» Records for this task:
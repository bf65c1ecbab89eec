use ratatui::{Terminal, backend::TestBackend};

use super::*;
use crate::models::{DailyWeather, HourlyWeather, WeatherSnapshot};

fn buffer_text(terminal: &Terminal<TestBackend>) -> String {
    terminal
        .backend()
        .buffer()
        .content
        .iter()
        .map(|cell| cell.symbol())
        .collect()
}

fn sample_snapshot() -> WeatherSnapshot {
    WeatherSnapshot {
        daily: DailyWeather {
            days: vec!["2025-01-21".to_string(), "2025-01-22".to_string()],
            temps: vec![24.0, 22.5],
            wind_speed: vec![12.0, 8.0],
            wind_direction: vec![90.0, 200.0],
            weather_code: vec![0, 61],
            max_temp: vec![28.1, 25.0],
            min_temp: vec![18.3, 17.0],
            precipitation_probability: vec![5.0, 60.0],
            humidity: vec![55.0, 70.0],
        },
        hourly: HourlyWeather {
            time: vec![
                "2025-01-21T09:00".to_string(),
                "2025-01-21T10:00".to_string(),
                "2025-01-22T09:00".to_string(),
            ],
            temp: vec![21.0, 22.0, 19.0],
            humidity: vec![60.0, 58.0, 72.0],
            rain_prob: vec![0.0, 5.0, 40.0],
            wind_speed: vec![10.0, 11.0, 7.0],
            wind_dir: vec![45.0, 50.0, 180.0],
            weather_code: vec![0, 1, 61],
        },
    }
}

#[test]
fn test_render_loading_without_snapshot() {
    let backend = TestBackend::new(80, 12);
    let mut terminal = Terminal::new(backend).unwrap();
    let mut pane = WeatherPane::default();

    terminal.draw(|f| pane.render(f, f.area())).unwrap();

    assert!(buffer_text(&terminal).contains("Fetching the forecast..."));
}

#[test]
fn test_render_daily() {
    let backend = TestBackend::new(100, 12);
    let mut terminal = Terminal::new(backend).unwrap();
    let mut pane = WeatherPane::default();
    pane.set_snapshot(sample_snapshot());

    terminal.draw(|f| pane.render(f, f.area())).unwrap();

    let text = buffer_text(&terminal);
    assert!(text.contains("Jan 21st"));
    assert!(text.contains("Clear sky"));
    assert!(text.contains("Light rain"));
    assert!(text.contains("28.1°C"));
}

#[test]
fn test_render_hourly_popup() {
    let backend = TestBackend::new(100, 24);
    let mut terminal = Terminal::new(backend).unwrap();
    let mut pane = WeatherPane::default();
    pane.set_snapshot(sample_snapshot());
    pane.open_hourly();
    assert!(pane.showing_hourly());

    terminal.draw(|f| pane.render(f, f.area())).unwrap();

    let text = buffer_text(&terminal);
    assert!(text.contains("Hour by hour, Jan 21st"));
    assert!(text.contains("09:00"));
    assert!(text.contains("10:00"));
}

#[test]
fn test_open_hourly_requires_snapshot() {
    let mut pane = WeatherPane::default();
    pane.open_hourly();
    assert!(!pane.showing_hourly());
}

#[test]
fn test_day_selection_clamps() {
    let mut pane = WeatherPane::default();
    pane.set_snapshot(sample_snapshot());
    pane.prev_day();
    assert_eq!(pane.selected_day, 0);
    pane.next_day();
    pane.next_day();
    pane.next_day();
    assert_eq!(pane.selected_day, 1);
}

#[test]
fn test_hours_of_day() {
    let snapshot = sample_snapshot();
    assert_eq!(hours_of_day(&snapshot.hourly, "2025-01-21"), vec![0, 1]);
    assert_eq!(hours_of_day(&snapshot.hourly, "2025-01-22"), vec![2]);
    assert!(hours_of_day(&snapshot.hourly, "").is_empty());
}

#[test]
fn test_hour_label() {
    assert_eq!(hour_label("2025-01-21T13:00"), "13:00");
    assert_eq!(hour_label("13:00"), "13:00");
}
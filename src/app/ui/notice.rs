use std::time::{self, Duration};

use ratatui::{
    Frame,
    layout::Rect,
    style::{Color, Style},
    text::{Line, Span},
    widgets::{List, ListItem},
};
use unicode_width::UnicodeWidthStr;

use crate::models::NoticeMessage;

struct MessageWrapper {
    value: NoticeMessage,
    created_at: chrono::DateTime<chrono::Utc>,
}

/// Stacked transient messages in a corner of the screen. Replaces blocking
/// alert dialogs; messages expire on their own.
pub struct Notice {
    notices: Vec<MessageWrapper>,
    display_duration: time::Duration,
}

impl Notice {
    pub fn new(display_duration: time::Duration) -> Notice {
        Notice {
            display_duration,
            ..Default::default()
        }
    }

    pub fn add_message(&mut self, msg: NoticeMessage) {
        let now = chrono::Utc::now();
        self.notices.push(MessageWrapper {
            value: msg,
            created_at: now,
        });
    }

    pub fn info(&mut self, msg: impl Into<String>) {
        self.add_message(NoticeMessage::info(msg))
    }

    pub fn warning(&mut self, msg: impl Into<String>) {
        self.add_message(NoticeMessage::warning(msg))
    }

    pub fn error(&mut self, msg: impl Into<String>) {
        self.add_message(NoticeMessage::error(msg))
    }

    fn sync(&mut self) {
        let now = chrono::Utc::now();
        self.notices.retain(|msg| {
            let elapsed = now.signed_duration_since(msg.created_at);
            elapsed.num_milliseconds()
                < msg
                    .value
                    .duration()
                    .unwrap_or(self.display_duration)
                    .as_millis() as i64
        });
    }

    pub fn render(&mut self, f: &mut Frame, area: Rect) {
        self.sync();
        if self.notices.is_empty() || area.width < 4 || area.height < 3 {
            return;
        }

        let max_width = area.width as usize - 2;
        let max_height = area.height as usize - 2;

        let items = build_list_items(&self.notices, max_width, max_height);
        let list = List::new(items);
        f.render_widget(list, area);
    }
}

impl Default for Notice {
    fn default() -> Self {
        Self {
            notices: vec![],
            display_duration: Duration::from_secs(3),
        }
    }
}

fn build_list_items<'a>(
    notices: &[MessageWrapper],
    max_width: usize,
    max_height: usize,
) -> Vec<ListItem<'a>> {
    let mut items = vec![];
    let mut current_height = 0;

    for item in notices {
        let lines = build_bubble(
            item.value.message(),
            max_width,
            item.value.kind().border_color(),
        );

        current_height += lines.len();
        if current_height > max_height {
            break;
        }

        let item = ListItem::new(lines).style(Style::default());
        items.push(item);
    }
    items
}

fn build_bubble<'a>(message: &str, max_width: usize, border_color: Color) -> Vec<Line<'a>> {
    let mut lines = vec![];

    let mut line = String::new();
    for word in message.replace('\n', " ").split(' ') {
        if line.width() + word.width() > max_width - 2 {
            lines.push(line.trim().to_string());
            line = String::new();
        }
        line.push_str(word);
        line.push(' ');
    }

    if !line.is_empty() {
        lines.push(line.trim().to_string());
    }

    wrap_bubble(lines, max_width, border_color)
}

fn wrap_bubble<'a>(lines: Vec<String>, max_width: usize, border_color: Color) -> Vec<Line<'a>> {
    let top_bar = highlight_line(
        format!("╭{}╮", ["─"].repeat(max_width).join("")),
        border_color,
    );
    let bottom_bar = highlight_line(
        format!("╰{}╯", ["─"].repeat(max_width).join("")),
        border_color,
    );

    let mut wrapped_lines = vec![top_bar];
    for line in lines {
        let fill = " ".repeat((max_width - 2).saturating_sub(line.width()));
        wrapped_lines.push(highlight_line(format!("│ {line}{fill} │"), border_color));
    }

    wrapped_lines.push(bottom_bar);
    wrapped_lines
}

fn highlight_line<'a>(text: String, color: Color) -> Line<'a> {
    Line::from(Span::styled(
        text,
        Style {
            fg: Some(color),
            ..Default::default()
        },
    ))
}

» Problem to solve:
Beginning with the line that has "pub fn new(display_duration: time::Duration)" and ending with the line that has "if self.notices.is_empty() ||", set down the lines above exactly and include no others.

» Answer to the problem:
    pub fn new(display_duration: time::Duration) -> Notice {
        Notice {
            display_duration,
            ..Default::default()
        }
    }

    pub fn add_message(&mut self, msg: NoticeMessage) {
        let now = chrono::Utc::now();
        self.notices.push(MessageWrapper {
            value: msg,
            created_at: now,
        });
    }

    pub fn info(&mut self, msg: impl Into<String>) {
        self.add_message(NoticeMessage::info(msg))
    }

    pub fn warning(&mut self, msg: impl Into<String>) {
        self.add_message(NoticeMessage::warning(msg))
    }

    pub fn error(&mut self, msg: impl Into<String>) {
        self.add_message(NoticeMessage::error(msg))
    }

    fn sync(&mut self) {
        let now = chrono::Utc::now();
        self.notices.retain(|msg| {
            let elapsed = now.signed_duration_since(msg.created_at);
            elapsed.num_milliseconds()
                < msg
                    .value
                    .duration()
                    .unwrap_or(self.display_duration)
                    .as_millis() as i64
        });
    }

    pub fn render(&mut self, f: &mut Frame, area: Rect) {
        self.sync();
        if self.notices.is_empty() || area.width < 4 || area.height < 3 {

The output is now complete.